Apocalipsis 5, 1-10; Sal 149, 1-2. 3-4. 5-6a y 9b ; san Lucas 19, 41-44

El otro día celebré la Misa en uno de los pueblos más alejados de la capital de España. Tiene poquitos habitantes, muchos ya mayorcitos. Les atiende un sacerdote de un pueblo próximo que debería celebrarles Misa los domingos y las fiestas. Me llamaron la atención varias cosas: lo limpia y cuidada que estaba la parroquia, también el atrio, y una custodia -pobre y pequeñita- guardada en la sacristía. Las colectas de esos pueblos son muy, muy pequeñas así que pensé en qué época comprarían esa custodia y que si gastaron sus dinerillos sería porque se utilizaría. Tocaron las campanas (ya automatizadas, en tantos sitios se ha perdido el encanto de “tirar de la cuerda”) y fueron llegando los feligreses. Eran pocos (unos quince) y mayores, los más jóvenes se habían ido a la caza del jabalí. Me fueron saludando en la puerta y me mostraban su alegría de que llegase un sacerdote. Al principio no entendía nada, el párroco estaba fuera unos días y ese día había ido yo a sustituirle, pero cada domingo sonarían las campanas y celebrarían la Misa. Me contaron que no era así, llevaban bastantes domingos sin que el sacerdote acudiese a celebrar, pero ellas seguían cuidando la Iglesia, limpiando la puerta cada domingo y encendiendo la calefacción esperando a que llegase algún sacerdote. Mujeres que en Madrid habían sido de comunión diaria o que siempre habían cuidado la iglesia de su pueblo, añoraban la Eucaristía, echaban de menos la comunión del Cuerpo de Cristo. Me dieron muchísima pena y procuré celebrar con más cariño y cuidado que de costumbre, como si celebrase ante miles de personas.

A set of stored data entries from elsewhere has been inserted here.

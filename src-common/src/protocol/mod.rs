//! Mixer control protocol.
//!
//! The mixer speaks newline-terminated lines of space-separated ASCII tokens
//! over a single persistent stream connection. Commands flow out, status
//! lines flow back; the two directions are independent.

pub mod commands;
pub mod status;

pub use commands::MixerCommand;
pub use status::StatusLine;

use thiserror::Error;
use tokio::io::{AsyncBufRead, AsyncBufReadExt, AsyncReadExt, AsyncWrite, AsyncWriteExt};
use tracing::warn;

/// Default TCP port of the mixer control endpoint.
pub const DEFAULT_MIXER_PORT: u16 = 9999;

/// Longest status line kept, in bytes. Longer lines are skipped.
pub const MAX_LINE_LEN: usize = 64 * 1024;

/// Errors raised while encoding or decoding protocol lines.
#[derive(Debug, Error)]
pub enum ProtocolError {
    #[error("`{prefix}` line is missing {what}: {line:?}")]
    MissingField {
        prefix: &'static str,
        what: &'static str,
        line: String,
    },

    #[error("invalid JSON payload in `{prefix}` line: {message}")]
    InvalidPayload {
        prefix: &'static str,
        message: String,
    },

    #[error("invalid mixer command: {0:?}")]
    InvalidCommand(String),

    #[error("I/O error: {0}")]
    Io(#[from] std::io::Error),
}

/// Read one newline-terminated line.
///
/// Returns `Ok(None)` when the peer has closed the stream. The trailing
/// line ending is stripped and invalid UTF-8 is replaced lossily, so one
/// garbled byte never takes the reader down.
///
/// A line longer than [`MAX_LINE_LEN`] is dropped with a warning and
/// reading resumes after its newline, so `buf` never grows past the limit.
///
/// Cancel safe: bytes of an unfinished line stay in `buf` and are picked up
/// by the next call with the same buffer. Cancelling while an oversized
/// line is being skipped leaves its tail to be read as a line of its own.
pub async fn read_line<R>(
    reader: &mut R,
    buf: &mut Vec<u8>,
) -> Result<Option<String>, ProtocolError>
where
    R: AsyncBufRead + Unpin,
{
    loop {
        let limit = (MAX_LINE_LEN + 1).saturating_sub(buf.len()) as u64;
        let n = (&mut *reader).take(limit).read_until(b'\n', buf).await?;
        if n == 0 && buf.is_empty() {
            return Ok(None);
        }
        if n == 0 || buf.last() == Some(&b'\n') {
            break;
        }
        if buf.len() > MAX_LINE_LEN {
            warn!(
                "[Protocol] Skipping line longer than {} bytes",
                MAX_LINE_LEN
            );
            buf.clear();
            skip_line(reader).await?;
        }
    }

    let line = String::from_utf8_lossy(&buf[..])
        .trim_end_matches(['\r', '\n'])
        .to_string();
    buf.clear();
    Ok(Some(line))
}

/// Consume input up to and including the next newline.
async fn skip_line<R>(reader: &mut R) -> std::io::Result<()>
where
    R: AsyncBufRead + Unpin,
{
    loop {
        let available = reader.fill_buf().await?;
        if available.is_empty() {
            return Ok(());
        }
        match available.iter().position(|&b| b == b'\n') {
            Some(end) => {
                reader.consume(end + 1);
                return Ok(());
            }
            None => {
                let len = available.len();
                reader.consume(len);
            }
        }
    }
}

/// Write a single command line and flush.
pub async fn write_command<W>(writer: &mut W, command: &MixerCommand) -> Result<(), ProtocolError>
where
    W: AsyncWrite + Unpin,
{
    writer.write_all(command.to_line().as_bytes()).await?;
    writer.flush().await?;
    Ok(())
}

/// Write several commands in one buffered write.
pub async fn write_commands<W>(writer: &mut W, commands: &[MixerCommand]) -> Result<(), ProtocolError>
where
    W: AsyncWrite + Unpin,
{
    let payload: String = commands.iter().map(MixerCommand::to_line).collect();
    writer.write_all(payload.as_bytes()).await?;
    writer.flush().await?;
    Ok(())
}

#[cfg(test)]
mod tests {
    use super::*;

    #[tokio::test]
    async fn read_line_splits_on_newlines_and_reports_eof() {
        let mut input: &[u8] = b"stream_status live\r\naudio_status {}\npartial";
        let mut buf = Vec::new();

        assert_eq!(
            read_line(&mut input, &mut buf).await.unwrap().as_deref(),
            Some("stream_status live")
        );
        assert_eq!(
            read_line(&mut input, &mut buf).await.unwrap().as_deref(),
            Some("audio_status {}")
        );
        assert_eq!(
            read_line(&mut input, &mut buf).await.unwrap().as_deref(),
            Some("partial")
        );
        assert!(read_line(&mut input, &mut buf).await.unwrap().is_none());
    }

    #[tokio::test]
    async fn read_line_survives_invalid_utf8() {
        let mut input: &[u8] = b"stream_status \xff live\n";
        let mut buf = Vec::new();
        let line = read_line(&mut input, &mut buf).await.unwrap().unwrap();
        assert!(line.starts_with("stream_status "));
        assert!(line.ends_with(" live"));
    }

    #[tokio::test]
    async fn overlong_line_is_skipped_and_reading_resumes() {
        let mut raw = vec![b'x'; MAX_LINE_LEN * 2 + 17];
        raw.extend_from_slice(b"\nstream_status live\n");
        let mut input: &[u8] = &raw;
        let mut buf = Vec::new();

        assert_eq!(
            read_line(&mut input, &mut buf).await.unwrap().as_deref(),
            Some("stream_status live")
        );
        assert!(buf.capacity() <= 2 * (MAX_LINE_LEN + 1));
        assert!(read_line(&mut input, &mut buf).await.unwrap().is_none());
    }

    #[tokio::test]
    async fn line_at_the_limit_is_kept() {
        let mut raw = vec![b'y'; MAX_LINE_LEN];
        raw.push(b'\n');
        let mut input: &[u8] = &raw;
        let mut buf = Vec::new();

        let line = read_line(&mut input, &mut buf).await.unwrap().unwrap();
        assert_eq!(line.len(), MAX_LINE_LEN);
    }

    #[tokio::test]
    async fn status_queries_are_written_as_one_batch() {
        let mut out = Vec::new();
        write_commands(&mut out, &MixerCommand::status_queries())
            .await
            .unwrap();
        assert_eq!(
            String::from_utf8(out).unwrap(),
            "get_composite_mode_and_video_status\nget_stream_status\nget_audio\n"
        );
    }
}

“Yo, lloraba mucho, porque no se encontró a nadie digno de abrir el rollo y de ver su contenido.” “Al acercarse Jesús a Jerusalén y ver la ciudad, le dijo llorando: ¡Si al menos tú comprendieras en este día lo que conduce a la paz!” Llora San Juan, llora Jesús “porque no reconociste el momento de mi venida.” El Papa ha querido que este año esté especialmente dedicado a la Eucaristía. A veces asistimos a Misa con un espíritu crítico en su punto álgido, criticamos a los sacerdotes, la homilía, a los otros asistentes, su duración, los cantos, la ornamentación o -peor aún-, caemos en la indiferencia entre bostezo y bostezo. ¡Ojalá añorásemos la Eucaristía! ¡Ojalá llorásemos al ver que el marido, los hijos, los vecinos o amigos no comprenden el momento de la venida de Cristo con su cuerpo, con su alma, con su sangre y divinidad! Cuánta gente parece que asiste a Misa “cuando puede hacer un hueco” o si no tiene que “molestar” a otros para que les acompañen o les acerquen a la Iglesia. Si fuese para cobrar un décimo de lotería no nos importaría recorrer treinta kilómetros y aguantar horas de espera en una fila, pero para recibir a Aquel que “con su sangre ha comprado para Dios, hombre de toda tribu, lengua, pueblo y nación y ha hecho de nosotros una dinastía sacerdotal que sirva a Dios y reine sobre la tierra” somos incapaces de movernos unos pasos.
Año de la Eucaristía. Pídele a la Virgen que nos ayude a esperar la Santa Misa con la misma ilusión que ella esperaría el nacimiento de su Hijo. Que te hagan llorar aquellos que no valoran la Eucaristía (especialmente los sacerdotes) y ayúdales, con tu piedad y cariño, a amar más a Cristo Eucaristía.